[DATA FOR PROCESSING — start]

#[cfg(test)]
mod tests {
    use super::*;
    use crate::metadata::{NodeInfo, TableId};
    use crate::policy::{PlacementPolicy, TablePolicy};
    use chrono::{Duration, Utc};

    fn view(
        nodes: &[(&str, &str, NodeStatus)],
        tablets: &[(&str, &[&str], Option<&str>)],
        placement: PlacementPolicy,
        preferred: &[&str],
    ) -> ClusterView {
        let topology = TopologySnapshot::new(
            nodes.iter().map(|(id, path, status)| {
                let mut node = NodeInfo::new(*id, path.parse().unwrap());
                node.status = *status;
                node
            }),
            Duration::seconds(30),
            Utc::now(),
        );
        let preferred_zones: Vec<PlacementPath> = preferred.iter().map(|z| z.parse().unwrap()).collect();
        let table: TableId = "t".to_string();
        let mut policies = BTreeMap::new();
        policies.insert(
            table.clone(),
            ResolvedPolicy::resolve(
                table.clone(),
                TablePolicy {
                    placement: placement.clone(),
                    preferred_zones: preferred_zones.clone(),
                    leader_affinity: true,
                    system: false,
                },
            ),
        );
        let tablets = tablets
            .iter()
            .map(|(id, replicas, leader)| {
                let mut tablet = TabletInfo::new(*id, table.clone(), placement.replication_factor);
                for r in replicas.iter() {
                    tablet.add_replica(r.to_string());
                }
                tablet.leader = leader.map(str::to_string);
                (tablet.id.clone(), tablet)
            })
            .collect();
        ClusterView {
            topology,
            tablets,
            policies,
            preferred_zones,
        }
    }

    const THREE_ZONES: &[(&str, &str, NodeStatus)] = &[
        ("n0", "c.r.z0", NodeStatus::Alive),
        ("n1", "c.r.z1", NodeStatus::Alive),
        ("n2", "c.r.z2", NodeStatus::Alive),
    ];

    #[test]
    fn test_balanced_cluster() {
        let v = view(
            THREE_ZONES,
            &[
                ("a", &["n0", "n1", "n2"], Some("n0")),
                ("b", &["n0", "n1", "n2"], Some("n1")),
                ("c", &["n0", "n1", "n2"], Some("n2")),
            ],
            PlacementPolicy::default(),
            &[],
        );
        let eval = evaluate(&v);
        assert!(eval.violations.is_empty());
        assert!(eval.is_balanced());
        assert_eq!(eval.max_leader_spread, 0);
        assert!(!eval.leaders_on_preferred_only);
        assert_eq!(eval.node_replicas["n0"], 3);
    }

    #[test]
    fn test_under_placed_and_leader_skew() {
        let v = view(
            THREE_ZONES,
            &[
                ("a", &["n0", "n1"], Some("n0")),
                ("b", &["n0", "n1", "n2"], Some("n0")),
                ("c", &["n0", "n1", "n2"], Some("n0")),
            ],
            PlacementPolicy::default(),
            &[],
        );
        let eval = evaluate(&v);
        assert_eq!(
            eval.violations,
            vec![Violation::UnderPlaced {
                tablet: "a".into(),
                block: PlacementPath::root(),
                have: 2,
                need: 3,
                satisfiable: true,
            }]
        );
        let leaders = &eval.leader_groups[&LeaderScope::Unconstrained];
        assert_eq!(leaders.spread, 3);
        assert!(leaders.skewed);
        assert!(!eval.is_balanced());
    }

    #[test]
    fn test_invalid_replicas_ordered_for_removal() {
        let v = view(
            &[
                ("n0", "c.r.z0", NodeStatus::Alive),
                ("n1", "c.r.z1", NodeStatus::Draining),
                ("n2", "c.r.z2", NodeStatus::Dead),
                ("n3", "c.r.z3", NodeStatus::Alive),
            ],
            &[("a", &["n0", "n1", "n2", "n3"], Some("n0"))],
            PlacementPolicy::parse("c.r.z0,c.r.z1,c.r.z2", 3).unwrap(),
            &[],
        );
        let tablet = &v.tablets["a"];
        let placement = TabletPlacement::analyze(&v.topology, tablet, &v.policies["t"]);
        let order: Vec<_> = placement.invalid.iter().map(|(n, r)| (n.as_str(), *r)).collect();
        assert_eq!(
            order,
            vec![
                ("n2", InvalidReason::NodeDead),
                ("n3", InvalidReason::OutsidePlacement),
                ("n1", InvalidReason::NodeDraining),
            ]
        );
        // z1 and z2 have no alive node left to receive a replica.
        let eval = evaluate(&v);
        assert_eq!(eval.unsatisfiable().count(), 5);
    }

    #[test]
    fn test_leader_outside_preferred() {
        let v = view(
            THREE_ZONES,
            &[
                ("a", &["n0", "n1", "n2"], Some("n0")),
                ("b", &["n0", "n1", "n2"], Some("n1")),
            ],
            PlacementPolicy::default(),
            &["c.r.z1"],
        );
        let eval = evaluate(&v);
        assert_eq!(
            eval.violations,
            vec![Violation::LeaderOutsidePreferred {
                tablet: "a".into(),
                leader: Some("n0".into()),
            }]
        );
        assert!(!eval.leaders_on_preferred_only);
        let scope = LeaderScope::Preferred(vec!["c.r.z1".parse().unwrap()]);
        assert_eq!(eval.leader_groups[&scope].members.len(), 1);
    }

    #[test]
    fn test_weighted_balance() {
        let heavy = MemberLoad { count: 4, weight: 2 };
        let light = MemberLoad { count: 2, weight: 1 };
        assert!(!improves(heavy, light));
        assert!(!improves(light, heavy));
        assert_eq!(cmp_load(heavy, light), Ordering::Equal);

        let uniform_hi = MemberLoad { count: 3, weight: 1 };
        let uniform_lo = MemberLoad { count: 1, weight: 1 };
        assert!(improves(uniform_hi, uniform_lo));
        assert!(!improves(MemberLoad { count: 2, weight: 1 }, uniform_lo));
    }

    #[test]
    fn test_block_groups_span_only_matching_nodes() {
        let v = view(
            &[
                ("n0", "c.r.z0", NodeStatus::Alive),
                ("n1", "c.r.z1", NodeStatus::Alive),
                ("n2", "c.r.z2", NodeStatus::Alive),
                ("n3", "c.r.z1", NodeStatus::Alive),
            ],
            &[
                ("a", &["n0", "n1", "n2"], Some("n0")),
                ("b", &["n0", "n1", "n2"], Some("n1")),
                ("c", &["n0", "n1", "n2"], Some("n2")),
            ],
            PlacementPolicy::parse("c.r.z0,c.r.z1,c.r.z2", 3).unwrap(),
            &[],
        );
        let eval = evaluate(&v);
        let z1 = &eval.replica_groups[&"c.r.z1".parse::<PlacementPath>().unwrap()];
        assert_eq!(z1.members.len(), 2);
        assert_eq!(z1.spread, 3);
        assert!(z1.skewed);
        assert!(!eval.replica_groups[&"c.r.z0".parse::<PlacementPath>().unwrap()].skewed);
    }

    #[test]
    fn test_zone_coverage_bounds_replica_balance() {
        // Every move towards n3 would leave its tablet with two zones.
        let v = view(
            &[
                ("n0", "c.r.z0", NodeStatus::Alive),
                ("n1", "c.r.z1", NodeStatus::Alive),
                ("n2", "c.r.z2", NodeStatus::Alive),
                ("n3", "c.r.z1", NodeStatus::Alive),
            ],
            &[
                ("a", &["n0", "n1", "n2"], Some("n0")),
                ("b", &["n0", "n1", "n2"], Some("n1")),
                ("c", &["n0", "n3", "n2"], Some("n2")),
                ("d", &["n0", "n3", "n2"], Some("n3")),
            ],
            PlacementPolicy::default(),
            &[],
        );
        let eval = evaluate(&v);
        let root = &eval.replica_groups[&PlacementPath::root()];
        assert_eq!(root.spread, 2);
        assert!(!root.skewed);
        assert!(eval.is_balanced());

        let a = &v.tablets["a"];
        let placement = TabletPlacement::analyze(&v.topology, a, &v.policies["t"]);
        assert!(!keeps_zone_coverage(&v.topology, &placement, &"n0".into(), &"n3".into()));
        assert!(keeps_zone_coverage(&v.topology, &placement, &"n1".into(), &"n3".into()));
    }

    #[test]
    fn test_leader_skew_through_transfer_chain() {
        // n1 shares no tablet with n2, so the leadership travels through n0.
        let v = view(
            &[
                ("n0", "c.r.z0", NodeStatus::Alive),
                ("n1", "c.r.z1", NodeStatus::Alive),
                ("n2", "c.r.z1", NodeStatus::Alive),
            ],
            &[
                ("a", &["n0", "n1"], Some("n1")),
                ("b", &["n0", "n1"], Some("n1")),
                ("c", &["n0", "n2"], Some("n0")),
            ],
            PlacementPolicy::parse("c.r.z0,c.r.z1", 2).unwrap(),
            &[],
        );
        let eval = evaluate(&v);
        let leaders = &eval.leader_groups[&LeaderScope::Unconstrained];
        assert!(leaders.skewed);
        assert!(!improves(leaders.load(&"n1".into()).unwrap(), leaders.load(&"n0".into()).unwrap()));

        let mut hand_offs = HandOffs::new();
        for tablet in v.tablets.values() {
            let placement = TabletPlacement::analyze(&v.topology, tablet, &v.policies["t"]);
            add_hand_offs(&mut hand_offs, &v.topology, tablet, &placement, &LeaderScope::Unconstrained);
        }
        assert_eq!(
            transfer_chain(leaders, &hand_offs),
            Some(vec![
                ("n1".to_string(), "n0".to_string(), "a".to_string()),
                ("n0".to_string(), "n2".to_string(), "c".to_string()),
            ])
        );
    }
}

[DATA FOR PROCESSING — finish]

WHAT THE EXERCISE ASKS :: Please transcribe, exactly and with nothing added, the lines from the first line of the material above through the line that contains "let table: TableId".

ANSWER AREA ::
#[cfg(test)]
mod tests {
    use super::*;
    use crate::metadata::{NodeInfo, TableId};
    use crate::policy::{PlacementPolicy, TablePolicy};
    use chrono::{Duration, Utc};

    fn view(
        nodes: &[(&str, &str, NodeStatus)],
        tablets: &[(&str, &[&str], Option<&str>)],
        placement: PlacementPolicy,
        preferred: &[&str],
    ) -> ClusterView {
        let topology = TopologySnapshot::new(
            nodes.iter().map(|(id, path, status)| {
                let mut node = NodeInfo::new(*id, path.parse().unwrap());
                node.status = *status;
                node
            }),
            Duration::seconds(30),
            Utc::now(),
        );
        let preferred_zones: Vec<PlacementPath> = preferred.iter().map(|z| z.parse().unwrap()).collect();
        let table: TableId = "t".to_string();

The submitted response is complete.